Data items
________________

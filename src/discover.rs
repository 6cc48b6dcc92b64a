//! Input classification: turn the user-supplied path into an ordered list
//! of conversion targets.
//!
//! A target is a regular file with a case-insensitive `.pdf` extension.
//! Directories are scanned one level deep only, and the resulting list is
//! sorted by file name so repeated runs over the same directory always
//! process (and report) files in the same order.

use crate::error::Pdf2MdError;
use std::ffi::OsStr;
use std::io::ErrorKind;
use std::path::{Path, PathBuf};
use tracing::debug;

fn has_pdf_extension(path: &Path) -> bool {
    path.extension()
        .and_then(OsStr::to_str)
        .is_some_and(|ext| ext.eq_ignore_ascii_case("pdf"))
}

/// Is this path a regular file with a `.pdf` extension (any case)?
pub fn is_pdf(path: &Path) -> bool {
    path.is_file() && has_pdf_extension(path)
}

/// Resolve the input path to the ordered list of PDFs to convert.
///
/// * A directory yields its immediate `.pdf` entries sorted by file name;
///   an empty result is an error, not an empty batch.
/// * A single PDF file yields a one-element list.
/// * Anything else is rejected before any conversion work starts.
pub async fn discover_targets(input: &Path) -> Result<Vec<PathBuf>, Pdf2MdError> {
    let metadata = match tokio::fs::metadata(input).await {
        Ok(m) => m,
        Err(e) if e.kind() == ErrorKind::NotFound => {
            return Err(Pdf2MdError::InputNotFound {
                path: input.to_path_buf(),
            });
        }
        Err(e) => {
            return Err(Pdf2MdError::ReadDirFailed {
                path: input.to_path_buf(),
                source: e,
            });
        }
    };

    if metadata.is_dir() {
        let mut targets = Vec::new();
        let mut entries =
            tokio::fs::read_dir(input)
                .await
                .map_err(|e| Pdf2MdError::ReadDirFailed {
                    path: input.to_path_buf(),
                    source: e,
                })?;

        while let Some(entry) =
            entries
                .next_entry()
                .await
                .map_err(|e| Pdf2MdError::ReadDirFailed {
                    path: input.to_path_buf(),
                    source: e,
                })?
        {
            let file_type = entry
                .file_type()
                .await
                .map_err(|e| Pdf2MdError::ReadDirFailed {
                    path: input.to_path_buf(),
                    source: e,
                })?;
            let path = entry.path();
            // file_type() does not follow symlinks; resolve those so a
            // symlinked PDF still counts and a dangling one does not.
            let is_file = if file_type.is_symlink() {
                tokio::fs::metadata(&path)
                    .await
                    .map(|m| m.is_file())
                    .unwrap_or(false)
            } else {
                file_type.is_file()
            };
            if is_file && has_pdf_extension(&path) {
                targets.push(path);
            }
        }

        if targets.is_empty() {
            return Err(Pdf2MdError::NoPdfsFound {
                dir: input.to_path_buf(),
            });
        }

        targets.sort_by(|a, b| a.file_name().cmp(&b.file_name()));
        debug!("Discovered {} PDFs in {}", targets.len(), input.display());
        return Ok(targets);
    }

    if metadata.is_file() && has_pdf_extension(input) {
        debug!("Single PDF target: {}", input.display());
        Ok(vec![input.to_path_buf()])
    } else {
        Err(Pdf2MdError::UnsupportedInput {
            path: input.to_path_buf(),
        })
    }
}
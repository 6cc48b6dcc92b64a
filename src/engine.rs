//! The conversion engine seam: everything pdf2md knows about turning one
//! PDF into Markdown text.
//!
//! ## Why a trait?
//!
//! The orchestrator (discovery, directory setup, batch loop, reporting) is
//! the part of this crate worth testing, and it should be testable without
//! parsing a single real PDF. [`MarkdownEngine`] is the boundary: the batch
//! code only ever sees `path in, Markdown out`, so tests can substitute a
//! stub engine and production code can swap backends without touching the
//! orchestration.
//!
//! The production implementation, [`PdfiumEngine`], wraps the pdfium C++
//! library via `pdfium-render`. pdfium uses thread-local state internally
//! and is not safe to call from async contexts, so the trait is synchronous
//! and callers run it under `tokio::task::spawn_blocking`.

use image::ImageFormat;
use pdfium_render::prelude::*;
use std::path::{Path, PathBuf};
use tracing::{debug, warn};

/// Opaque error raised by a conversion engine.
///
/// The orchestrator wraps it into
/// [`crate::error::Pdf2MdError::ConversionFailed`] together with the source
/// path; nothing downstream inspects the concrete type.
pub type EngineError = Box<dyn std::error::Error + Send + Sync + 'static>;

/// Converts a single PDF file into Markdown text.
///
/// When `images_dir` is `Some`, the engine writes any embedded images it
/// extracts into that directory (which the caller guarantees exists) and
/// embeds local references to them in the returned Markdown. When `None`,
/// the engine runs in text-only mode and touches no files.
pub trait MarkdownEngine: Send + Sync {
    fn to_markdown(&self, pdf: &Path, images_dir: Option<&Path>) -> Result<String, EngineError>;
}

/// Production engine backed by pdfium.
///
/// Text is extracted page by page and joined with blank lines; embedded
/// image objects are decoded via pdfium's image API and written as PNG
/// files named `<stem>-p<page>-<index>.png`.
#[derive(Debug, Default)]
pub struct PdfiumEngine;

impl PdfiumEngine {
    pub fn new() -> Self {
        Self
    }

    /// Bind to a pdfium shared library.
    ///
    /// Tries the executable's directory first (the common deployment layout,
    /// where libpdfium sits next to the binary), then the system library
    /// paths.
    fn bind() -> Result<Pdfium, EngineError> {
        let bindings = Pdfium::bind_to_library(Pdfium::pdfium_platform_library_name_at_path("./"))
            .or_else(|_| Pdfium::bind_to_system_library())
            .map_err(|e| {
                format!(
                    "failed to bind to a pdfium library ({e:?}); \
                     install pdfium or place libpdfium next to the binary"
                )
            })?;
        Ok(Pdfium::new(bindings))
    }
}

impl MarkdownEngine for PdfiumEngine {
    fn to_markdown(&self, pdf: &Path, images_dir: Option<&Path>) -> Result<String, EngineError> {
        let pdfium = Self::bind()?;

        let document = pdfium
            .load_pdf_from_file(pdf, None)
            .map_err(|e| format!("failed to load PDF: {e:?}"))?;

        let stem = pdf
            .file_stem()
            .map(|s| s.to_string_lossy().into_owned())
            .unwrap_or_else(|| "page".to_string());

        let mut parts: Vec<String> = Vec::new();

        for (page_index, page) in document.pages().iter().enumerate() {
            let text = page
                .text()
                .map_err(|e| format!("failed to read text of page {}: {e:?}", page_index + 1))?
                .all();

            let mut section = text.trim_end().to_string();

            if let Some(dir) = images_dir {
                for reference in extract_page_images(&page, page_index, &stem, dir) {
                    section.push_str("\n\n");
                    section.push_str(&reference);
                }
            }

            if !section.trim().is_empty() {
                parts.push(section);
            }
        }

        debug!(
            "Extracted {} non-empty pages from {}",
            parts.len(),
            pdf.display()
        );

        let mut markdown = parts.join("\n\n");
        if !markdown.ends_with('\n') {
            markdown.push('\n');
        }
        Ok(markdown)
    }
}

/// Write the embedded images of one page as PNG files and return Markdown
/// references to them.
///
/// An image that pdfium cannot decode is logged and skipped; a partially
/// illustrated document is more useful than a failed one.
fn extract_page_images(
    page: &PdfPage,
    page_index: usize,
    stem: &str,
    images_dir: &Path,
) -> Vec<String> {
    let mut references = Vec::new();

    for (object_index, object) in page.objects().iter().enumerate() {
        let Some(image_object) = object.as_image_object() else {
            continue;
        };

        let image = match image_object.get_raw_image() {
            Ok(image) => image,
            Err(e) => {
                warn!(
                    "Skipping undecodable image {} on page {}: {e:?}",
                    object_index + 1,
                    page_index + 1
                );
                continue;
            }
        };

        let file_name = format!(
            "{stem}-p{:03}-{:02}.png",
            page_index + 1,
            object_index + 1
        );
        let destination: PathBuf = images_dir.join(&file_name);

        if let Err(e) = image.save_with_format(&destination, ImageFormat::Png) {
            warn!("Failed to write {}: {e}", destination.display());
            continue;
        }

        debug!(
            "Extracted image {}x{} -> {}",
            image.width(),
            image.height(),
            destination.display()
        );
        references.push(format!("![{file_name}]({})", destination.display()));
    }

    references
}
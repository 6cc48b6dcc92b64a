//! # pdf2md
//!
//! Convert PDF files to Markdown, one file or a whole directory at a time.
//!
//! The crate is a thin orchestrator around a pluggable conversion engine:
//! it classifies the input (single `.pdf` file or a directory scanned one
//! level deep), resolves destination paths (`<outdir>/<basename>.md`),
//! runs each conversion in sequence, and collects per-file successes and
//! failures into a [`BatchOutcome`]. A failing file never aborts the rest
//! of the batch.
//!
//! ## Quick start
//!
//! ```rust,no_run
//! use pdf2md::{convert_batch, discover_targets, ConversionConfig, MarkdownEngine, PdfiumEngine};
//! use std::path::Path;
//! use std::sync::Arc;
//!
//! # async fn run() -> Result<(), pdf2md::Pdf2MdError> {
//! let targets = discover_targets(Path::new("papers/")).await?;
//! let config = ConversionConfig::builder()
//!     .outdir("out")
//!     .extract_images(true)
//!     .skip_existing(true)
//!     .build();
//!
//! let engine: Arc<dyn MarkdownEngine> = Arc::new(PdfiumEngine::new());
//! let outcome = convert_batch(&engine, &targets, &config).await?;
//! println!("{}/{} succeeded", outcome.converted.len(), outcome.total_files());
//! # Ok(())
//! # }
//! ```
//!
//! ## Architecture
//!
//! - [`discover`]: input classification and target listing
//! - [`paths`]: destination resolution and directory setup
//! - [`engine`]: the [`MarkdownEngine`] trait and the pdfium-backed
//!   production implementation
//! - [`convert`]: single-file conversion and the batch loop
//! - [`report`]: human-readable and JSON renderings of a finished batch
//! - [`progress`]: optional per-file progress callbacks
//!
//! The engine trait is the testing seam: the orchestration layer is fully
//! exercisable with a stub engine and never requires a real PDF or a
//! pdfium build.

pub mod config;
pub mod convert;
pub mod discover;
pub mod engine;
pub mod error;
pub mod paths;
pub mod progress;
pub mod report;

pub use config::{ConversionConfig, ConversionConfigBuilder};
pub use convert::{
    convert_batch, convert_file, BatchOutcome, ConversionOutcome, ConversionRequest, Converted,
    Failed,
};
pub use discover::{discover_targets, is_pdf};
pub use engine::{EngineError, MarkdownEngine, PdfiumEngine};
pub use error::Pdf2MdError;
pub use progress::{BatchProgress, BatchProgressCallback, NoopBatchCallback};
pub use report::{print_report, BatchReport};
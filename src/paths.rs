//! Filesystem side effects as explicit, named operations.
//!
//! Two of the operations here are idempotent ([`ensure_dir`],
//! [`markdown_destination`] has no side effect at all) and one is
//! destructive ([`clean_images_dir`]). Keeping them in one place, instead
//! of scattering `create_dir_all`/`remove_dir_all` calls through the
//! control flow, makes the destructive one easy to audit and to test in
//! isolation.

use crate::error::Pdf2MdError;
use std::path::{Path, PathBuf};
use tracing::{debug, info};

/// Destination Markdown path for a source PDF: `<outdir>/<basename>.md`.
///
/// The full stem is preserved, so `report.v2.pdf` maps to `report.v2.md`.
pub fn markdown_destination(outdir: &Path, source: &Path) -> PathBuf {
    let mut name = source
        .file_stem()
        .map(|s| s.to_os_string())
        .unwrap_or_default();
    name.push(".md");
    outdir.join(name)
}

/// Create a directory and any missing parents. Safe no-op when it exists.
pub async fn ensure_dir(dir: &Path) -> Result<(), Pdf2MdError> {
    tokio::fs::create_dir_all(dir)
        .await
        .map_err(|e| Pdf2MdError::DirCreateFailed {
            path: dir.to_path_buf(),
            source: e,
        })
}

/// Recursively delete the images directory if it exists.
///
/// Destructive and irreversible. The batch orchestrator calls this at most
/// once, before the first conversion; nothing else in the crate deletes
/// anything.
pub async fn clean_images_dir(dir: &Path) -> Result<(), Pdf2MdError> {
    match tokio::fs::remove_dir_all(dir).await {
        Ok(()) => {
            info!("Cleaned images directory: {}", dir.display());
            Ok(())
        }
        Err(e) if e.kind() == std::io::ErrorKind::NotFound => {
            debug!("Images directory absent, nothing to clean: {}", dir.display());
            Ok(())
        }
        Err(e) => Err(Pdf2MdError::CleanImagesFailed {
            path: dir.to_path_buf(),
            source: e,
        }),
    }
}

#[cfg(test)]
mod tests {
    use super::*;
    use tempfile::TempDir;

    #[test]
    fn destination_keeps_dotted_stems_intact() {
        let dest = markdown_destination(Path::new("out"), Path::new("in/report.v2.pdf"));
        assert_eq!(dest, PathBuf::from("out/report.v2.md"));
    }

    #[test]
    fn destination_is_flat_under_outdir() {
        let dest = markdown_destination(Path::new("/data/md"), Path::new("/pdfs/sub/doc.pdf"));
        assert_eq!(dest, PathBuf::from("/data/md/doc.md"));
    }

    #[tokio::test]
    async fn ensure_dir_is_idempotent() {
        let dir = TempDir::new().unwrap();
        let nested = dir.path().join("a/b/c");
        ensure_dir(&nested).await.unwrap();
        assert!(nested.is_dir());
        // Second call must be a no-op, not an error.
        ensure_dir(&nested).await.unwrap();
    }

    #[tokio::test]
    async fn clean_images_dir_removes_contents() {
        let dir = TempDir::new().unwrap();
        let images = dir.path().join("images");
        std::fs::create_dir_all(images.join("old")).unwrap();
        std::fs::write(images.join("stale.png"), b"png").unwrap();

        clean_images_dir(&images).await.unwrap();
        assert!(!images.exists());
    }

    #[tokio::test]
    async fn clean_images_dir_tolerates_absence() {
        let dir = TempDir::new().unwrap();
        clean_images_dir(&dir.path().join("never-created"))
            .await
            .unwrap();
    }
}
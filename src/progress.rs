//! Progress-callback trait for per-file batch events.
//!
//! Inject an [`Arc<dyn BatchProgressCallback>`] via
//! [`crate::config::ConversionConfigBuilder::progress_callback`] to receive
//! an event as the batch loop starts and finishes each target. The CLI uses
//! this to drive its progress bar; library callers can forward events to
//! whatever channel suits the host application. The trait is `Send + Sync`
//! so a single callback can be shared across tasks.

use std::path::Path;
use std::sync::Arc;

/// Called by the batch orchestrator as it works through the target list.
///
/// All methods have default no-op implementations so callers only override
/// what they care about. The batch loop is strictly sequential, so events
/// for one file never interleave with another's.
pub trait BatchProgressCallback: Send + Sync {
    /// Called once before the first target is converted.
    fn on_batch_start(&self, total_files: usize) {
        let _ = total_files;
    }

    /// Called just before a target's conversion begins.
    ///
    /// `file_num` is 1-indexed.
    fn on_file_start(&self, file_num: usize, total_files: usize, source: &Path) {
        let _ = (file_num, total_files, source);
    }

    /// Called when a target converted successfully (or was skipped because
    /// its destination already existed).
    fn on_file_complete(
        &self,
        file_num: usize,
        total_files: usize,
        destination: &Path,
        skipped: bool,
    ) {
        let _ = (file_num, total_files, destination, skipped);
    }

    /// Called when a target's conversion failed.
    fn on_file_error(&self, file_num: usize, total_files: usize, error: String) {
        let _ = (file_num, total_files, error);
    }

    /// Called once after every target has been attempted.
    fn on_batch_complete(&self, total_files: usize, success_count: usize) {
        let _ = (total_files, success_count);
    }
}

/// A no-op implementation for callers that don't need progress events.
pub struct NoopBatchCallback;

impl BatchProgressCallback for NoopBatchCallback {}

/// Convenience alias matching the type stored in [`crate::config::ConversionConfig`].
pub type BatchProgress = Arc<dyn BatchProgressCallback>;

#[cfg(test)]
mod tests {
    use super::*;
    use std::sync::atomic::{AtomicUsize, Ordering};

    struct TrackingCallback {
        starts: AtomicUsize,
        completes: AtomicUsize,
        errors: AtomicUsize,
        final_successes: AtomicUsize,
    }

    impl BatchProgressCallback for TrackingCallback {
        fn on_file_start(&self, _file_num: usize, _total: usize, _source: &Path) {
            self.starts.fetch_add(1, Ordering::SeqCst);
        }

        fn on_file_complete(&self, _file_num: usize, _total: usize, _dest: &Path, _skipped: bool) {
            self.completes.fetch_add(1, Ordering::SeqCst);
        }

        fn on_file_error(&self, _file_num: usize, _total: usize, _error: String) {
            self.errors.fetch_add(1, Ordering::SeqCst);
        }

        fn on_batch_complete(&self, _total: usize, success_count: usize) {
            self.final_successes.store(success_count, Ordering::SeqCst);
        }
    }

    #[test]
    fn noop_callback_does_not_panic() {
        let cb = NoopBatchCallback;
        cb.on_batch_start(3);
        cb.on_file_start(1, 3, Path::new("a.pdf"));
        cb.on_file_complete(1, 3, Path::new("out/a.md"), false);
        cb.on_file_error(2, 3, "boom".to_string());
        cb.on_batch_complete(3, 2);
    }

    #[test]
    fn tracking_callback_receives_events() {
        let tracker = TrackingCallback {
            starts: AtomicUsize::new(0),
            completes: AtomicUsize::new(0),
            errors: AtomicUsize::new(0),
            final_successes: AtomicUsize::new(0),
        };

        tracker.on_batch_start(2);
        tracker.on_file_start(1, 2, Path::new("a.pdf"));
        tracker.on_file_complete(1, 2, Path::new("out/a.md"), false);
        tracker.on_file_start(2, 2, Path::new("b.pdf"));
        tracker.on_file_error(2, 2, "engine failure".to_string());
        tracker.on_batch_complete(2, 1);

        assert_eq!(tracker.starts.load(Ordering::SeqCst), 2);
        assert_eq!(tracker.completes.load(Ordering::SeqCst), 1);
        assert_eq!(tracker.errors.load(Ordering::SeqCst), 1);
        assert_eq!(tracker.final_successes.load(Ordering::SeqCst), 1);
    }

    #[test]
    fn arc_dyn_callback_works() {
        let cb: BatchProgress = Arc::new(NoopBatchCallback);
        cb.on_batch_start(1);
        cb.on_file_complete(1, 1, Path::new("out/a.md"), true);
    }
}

________________

What is needed> Would you please return all lines of the data that include the word "classification"?

Finished task>
//! Input classification: turn the user-supplied path into an ordered list
//! - [`discover`]: input classification and target listing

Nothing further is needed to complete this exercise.